While most Kentuckians understand that personalities are critical to a well-rounded understanding of history, the commonwealth’s new academic standards for public schools drastically diminish the attention given to individual contributions of great Americans and Kentuckians of the past, including most of those represented by the remaining statues.

Such an approach to teaching history increases the likelihood that the significant impact of these heroes on our nation’s founding and development will get lost in bureaucratic mumbo-jumbo that only covers depersonalized events and vague concepts rather than specific – often sacrificial – contributions made by individuals.

Ironically, though Lincoln’s statue remains in the Capitol, his name and individual life story are absent from the commonwealth’s new social studies standards, which are supposed to cover material – including history – our students are expected to know in order to obtain a complete and quality education.

How can you have standards in Kentucky that don’t even mention the name of the 16th president, who guided the nation through its most tumultuous history?

Defenders of the new standards claim it’s not necessary to mention giant contributors to understand the history they created.

Really?

Imagine a governor trying to use such a line of inane reasoning while having Lincoln’s statue hauled out of the Capitol.

“After all, folks, we can just talk in general terms; we don’t need to get into the contributions made by individuals to freeing the slaves or holding the Union together.”

State law prohibits public school students from being questioned on a test about any material not included in the standards.
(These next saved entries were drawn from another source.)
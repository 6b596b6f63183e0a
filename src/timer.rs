//! Cancellable timers backed by tokio tasks.
//!
//! A slot holds at most one pending task. Arming aborts whatever the slot
//! held before, so a timer of one kind can never fire twice.

use log::trace;
use std::future::Future;
use std::time::Duration;
use tokio::task::JoinHandle;
use tokio::time::{self, Instant, MissedTickBehavior};

/// Single-slot timer: one-shot or periodic, never both at once.
#[derive(Debug)]
pub struct OneShotTimer {
    name: &'static str,
    handle: Option<JoinHandle<()>>,
    deadline: Option<Instant>,
}

impl OneShotTimer {
    pub fn new(name: &'static str) -> Self {
        Self {
            name,
            handle: None,
            deadline: None,
        }
    }

    /// Run `task` once after `delay`, replacing any pending task.
    pub fn arm<F>(&mut self, delay: Duration, task: F)
    where
        F: Future<Output = ()> + Send + 'static,
    {
        self.cancel();
        let deadline = Instant::now() + delay;
        trace!("timer {} armed for {:?}", self.name, delay);
        self.deadline = Some(deadline);
        self.handle = Some(tokio::spawn(async move {
            time::sleep_until(deadline).await;
            task.await;
        }));
    }

    /// Run `tick` every `period`, first tick one period from now.
    pub fn arm_every<F, Fut>(&mut self, period: Duration, mut tick: F)
    where
        F: FnMut() -> Fut + Send + 'static,
        Fut: Future<Output = ()> + Send + 'static,
    {
        self.cancel();
        let first = Instant::now() + period;
        trace!("timer {} armed every {:?}", self.name, period);
        self.deadline = Some(first);
        self.handle = Some(tokio::spawn(async move {
            let mut interval = time::interval_at(first, period);
            interval.set_missed_tick_behavior(MissedTickBehavior::Delay);
            loop {
                interval.tick().await;
                tick().await;
            }
        }));
    }

    /// Abort the pending task. Returns whether one was pending.
    pub fn cancel(&mut self) -> bool {
        self.deadline = None;
        match self.handle.take() {
            Some(handle) => {
                let pending = !handle.is_finished();
                handle.abort();
                if pending {
                    trace!("timer {} cancelled", self.name);
                }
                pending
            }
            None => false,
        }
    }

    pub fn is_pending(&self) -> bool {
        self.handle.as_ref().is_some_and(|h| !h.is_finished())
    }

    /// When the pending task (next tick, for periodic timers) is due.
    pub fn deadline(&self) -> Option<Instant> {
        if self.is_pending() {
            self.deadline
        } else {
            None
        }
    }
}

impl Drop for OneShotTimer {
    fn drop(&mut self) {
        if let Some(handle) = self.handle.take() {
            handle.abort();
        }
    }
}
Since Lincoln and many of America’s founders go unmentioned, how can public school students legally be questioned about them on tests?
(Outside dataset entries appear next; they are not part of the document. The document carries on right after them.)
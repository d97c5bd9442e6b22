//! # askides-core
//!
//! Core library for the askides blog.
//!
//! This crate reads the article directory (front-matter + markdown), renders
//! article bodies to HTML, and builds the page metadata, sitemap and robots
//! documents served by `askides-server`. Everything here is synchronous and
//! stateless: each call reads fresh from disk.

pub mod articles;
pub mod config;
pub mod escape;
pub mod frontmatter;
pub mod markdown;
pub mod meta;
pub mod models;
pub mod sitemap;
pub mod slug;

pub use articles::{ArticleError, ArticleRepository, ARTICLE_EXTENSION};
pub use config::Config;
pub use meta::{MetadataBuilder, MetadataEntry, MetadataOptions};
pub use models::{Article, ArticleAttributes, ArticlePreview};
pub use slug::InvalidSlug;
It was important to remove Davis’ statue not just because he generally stood for secession and the Confederacy but because the individual values represented by the subject of that sculpture are antithetical to this nation’s founding principle that “all men are created equal.”
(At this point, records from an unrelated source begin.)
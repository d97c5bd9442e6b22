//! # askides-render
//!
//! Page and e-mail rendering for askides.
//!
//! This crate handles HTML template rendering using Askama.

pub mod templates;

pub use templates::{
    ArticleTemplate, IndexTemplate, NotFoundTemplate, StoryEntry, SubscribeEmailTemplate,
};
The remaining sculptures honor not just movements and events but individuals who, like Lincoln, contributed to this nation’s development – and the many righteous portions of its history – in sundry and unique ways.

Even if Lincoln might be mentioned in a discussion of the Civil War, that still leaves out many aspects about his individual life – including his birth in central Kentucky, the hardships his family faced, how he was largely self-educated and his perseverance in the face of numerous political failures.

Will such character-building lessons get taught since they’re outside the approved standards?

Revisiting the presence of Davis’ statue in the Capitol was the right thing to do.

Now, the legislature should reconsider Kentucky’s social studies standards and demand that history’s individuals be included.

Lawmakers also must reassess the abhorrent lack of school choice available to Kentucky parents, who should be empowered to enroll their children in schools with complete standards, insuring kids learn not only about our nation’s mistakes but also its exceptional greatness and the lives of those who helped forge the path to its prominence.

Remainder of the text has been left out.